**How to complete this task:**
Starting with the first line of the records, write out each line exactly until you have included the line containing "for end-to-end engine".

^^^^^^^^

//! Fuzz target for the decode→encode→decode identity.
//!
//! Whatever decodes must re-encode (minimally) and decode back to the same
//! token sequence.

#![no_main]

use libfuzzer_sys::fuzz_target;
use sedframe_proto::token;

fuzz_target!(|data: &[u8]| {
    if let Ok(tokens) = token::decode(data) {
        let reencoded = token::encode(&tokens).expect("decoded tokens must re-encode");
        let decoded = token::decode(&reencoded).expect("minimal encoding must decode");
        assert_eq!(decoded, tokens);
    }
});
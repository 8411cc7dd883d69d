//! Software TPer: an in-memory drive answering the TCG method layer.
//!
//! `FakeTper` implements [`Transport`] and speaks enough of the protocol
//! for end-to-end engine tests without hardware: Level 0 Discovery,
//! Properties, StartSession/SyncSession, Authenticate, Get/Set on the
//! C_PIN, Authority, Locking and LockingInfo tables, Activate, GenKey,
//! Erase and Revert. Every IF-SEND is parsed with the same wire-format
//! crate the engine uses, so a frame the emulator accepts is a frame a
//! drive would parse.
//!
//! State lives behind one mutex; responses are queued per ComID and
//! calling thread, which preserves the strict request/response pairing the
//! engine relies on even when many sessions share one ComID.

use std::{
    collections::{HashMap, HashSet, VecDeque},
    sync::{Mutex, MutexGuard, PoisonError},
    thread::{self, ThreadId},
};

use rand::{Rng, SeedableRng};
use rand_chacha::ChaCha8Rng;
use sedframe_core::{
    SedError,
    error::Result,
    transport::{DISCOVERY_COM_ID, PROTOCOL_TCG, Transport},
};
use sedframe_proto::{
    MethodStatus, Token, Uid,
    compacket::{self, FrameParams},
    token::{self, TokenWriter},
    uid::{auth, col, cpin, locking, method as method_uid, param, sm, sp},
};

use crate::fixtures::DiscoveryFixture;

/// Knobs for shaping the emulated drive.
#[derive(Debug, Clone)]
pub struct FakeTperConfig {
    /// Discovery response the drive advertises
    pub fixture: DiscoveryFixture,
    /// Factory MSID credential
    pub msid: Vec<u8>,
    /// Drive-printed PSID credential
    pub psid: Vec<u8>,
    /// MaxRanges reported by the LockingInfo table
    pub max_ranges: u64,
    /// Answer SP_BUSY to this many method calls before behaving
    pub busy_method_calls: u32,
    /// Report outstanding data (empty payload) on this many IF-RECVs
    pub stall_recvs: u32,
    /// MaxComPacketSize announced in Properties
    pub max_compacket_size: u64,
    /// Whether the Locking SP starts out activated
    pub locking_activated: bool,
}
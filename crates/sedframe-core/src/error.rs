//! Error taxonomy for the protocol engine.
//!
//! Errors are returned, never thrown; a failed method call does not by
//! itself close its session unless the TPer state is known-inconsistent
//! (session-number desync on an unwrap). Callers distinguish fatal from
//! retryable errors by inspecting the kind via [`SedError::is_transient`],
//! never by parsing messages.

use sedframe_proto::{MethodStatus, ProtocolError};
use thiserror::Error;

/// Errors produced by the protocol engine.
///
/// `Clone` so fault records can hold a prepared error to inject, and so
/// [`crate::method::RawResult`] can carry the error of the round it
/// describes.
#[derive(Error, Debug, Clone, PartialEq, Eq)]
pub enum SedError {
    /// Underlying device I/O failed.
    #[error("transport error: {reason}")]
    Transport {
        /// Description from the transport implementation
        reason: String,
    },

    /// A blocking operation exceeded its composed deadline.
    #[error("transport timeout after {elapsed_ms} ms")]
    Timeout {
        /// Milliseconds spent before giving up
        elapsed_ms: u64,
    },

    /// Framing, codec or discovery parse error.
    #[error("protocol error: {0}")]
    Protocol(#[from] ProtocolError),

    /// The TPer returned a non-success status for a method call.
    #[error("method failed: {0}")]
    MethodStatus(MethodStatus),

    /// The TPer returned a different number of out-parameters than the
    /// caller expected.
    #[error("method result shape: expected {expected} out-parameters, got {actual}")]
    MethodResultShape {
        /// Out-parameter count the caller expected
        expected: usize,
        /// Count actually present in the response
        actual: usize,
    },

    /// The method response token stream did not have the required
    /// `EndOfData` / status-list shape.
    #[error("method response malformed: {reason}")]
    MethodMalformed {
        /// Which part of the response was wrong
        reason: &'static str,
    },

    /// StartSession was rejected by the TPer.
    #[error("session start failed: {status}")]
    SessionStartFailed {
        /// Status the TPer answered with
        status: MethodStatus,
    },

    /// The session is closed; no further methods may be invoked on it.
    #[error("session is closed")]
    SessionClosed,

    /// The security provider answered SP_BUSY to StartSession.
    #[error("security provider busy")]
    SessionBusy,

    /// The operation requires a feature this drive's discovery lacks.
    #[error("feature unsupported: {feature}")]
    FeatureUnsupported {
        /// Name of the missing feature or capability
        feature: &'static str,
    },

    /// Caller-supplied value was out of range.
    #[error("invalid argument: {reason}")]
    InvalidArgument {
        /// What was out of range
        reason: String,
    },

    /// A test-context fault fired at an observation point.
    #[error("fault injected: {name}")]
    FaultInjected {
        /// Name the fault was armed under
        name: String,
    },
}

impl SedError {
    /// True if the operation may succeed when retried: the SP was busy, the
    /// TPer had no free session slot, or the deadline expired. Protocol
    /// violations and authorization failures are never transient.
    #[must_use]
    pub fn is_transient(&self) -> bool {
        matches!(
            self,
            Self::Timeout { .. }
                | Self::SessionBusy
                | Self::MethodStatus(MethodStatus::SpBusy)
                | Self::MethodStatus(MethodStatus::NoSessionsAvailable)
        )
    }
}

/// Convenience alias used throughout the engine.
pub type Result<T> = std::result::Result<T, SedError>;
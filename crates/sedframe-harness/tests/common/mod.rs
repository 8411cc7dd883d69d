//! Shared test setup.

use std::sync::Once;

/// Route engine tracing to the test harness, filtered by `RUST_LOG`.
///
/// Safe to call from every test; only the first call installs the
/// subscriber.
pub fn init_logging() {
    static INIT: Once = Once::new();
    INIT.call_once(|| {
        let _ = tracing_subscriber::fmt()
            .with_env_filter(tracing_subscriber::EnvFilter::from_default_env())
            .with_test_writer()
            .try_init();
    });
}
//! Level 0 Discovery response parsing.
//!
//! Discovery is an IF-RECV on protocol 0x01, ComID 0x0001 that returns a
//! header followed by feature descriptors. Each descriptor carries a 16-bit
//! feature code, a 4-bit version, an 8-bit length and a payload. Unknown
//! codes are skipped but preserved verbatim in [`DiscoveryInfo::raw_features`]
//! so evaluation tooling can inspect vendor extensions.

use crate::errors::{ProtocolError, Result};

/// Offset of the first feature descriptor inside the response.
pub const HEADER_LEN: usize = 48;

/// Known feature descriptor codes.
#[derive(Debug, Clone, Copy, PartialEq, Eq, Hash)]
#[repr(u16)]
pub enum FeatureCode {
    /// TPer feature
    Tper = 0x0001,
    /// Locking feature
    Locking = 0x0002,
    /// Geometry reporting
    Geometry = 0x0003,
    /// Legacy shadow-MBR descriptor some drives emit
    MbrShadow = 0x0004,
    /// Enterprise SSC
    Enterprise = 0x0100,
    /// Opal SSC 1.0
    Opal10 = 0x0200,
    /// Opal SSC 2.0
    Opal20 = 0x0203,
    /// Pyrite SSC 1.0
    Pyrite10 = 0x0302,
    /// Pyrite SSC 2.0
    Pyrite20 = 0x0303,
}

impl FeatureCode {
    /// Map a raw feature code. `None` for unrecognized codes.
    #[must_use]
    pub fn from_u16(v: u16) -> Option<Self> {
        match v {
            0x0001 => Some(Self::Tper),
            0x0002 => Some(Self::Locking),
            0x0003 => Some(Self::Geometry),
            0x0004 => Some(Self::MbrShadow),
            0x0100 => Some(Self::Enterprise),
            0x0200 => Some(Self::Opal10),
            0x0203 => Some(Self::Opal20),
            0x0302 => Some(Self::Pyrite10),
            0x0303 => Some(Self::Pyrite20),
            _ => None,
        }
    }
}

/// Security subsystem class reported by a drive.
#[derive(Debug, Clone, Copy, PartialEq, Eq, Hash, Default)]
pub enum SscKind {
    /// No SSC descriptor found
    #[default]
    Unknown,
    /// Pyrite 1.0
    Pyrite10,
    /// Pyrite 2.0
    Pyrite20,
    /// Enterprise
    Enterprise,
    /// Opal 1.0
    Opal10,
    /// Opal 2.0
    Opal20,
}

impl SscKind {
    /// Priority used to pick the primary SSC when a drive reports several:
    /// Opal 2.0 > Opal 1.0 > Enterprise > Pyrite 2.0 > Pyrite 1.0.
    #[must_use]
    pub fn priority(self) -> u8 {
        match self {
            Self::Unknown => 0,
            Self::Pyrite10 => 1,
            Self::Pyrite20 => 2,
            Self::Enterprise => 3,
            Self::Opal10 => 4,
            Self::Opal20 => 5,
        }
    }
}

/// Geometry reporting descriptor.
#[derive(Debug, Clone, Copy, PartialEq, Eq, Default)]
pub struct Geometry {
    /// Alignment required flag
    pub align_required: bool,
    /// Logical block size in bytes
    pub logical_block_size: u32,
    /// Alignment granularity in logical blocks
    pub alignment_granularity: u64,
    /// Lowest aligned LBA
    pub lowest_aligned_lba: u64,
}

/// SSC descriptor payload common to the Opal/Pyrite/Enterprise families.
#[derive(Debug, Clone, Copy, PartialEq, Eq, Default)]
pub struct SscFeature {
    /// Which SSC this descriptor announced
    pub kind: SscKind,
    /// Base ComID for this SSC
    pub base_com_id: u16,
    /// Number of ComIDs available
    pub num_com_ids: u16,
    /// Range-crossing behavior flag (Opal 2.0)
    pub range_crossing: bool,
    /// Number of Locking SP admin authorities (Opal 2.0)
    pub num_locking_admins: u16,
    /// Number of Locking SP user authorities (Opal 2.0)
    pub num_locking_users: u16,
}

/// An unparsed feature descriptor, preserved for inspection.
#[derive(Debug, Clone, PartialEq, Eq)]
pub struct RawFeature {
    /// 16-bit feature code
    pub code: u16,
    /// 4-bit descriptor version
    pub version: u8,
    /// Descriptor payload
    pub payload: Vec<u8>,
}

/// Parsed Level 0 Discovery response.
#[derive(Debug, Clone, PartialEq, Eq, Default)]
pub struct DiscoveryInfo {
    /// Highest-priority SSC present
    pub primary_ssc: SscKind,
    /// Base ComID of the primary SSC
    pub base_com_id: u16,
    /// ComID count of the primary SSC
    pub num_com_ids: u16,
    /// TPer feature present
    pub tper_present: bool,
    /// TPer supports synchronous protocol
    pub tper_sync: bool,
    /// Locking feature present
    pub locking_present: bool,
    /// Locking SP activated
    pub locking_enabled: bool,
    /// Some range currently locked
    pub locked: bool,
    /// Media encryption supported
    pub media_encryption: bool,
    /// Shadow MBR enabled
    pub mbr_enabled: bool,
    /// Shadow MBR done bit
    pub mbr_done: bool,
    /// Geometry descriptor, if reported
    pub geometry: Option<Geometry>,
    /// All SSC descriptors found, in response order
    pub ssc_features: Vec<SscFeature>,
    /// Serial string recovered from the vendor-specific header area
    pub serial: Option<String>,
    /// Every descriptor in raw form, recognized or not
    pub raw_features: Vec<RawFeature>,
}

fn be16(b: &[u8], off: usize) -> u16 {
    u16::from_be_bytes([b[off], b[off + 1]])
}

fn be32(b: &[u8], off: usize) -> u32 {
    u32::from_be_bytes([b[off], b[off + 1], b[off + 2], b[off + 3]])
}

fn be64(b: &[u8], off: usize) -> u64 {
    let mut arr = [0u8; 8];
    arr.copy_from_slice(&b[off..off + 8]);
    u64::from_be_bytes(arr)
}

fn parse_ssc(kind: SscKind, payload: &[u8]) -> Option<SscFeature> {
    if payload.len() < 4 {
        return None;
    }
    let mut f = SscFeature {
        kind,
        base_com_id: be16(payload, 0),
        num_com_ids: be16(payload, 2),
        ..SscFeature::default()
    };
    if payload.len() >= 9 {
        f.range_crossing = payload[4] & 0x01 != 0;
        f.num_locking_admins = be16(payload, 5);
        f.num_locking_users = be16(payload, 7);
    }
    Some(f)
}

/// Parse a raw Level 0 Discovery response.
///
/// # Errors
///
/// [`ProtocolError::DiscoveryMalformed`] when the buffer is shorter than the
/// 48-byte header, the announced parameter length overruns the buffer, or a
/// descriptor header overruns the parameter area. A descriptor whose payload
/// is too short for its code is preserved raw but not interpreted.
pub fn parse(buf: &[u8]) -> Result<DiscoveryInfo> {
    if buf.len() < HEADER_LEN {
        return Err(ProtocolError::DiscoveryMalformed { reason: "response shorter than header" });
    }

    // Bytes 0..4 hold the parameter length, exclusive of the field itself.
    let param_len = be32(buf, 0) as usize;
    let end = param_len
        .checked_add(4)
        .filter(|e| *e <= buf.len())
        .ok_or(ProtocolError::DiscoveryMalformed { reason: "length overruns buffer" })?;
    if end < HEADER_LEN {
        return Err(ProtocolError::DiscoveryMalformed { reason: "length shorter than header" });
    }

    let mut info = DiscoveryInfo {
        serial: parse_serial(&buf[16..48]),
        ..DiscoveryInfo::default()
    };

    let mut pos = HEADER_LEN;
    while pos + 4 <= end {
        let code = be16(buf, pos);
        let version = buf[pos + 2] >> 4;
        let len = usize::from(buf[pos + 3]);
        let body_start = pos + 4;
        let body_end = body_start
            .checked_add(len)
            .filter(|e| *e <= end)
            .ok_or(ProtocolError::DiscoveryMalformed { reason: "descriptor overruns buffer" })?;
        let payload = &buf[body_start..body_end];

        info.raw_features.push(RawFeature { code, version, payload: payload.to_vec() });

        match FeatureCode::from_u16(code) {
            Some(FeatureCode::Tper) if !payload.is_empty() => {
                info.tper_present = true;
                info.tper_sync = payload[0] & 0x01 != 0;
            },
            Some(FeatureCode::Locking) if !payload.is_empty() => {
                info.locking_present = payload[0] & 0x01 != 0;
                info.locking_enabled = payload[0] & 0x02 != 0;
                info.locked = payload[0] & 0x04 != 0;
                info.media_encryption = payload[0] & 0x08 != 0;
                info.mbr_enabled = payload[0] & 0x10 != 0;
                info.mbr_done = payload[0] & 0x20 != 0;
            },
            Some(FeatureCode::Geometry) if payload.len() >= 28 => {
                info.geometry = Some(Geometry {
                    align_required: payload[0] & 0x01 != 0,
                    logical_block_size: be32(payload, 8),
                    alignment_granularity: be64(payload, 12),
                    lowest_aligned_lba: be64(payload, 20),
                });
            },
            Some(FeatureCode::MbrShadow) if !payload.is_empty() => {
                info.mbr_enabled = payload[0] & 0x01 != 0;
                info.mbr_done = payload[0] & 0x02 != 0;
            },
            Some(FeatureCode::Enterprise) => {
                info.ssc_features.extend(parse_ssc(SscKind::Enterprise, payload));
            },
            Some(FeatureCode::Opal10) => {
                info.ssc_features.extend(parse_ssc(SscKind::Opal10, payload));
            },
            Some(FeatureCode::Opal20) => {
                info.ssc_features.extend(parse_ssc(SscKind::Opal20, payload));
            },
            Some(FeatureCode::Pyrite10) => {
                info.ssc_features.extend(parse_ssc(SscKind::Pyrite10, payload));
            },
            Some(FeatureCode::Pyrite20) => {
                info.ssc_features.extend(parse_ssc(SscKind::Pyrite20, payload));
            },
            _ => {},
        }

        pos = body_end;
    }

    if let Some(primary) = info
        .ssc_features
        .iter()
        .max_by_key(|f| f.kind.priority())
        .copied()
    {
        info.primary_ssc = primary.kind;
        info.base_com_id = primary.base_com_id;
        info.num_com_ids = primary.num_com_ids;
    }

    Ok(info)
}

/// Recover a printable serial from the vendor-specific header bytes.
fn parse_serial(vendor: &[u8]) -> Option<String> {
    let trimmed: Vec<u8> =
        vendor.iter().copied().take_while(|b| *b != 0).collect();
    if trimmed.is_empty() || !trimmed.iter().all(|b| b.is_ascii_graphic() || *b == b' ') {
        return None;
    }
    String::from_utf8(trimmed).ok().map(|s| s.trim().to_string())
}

^^^^^^^^

**Task solution:**
//! Fuzz target for the decode→encode→decode identity.
//!
//! Whatever decodes must re-encode (minimally) and decode back to the same
//! token sequence.

#![no_main]

use libfuzzer_sys::fuzz_target;
use sedframe_proto::token;

fuzz_target!(|data: &[u8]| {
    if let Ok(tokens) = token::decode(data) {
        let reencoded = token::encode(&tokens).expect("decoded tokens must re-encode");
        let decoded = token::decode(&reencoded).expect("minimal encoding must decode");
        assert_eq!(decoded, tokens);
    }
});
repository 8411cc7dd883d69d
//! Software TPer: an in-memory drive answering the TCG method layer.
//!
//! `FakeTper` implements [`Transport`] and speaks enough of the protocol
//! for end-to-end engine tests without hardware: Level 0 Discovery,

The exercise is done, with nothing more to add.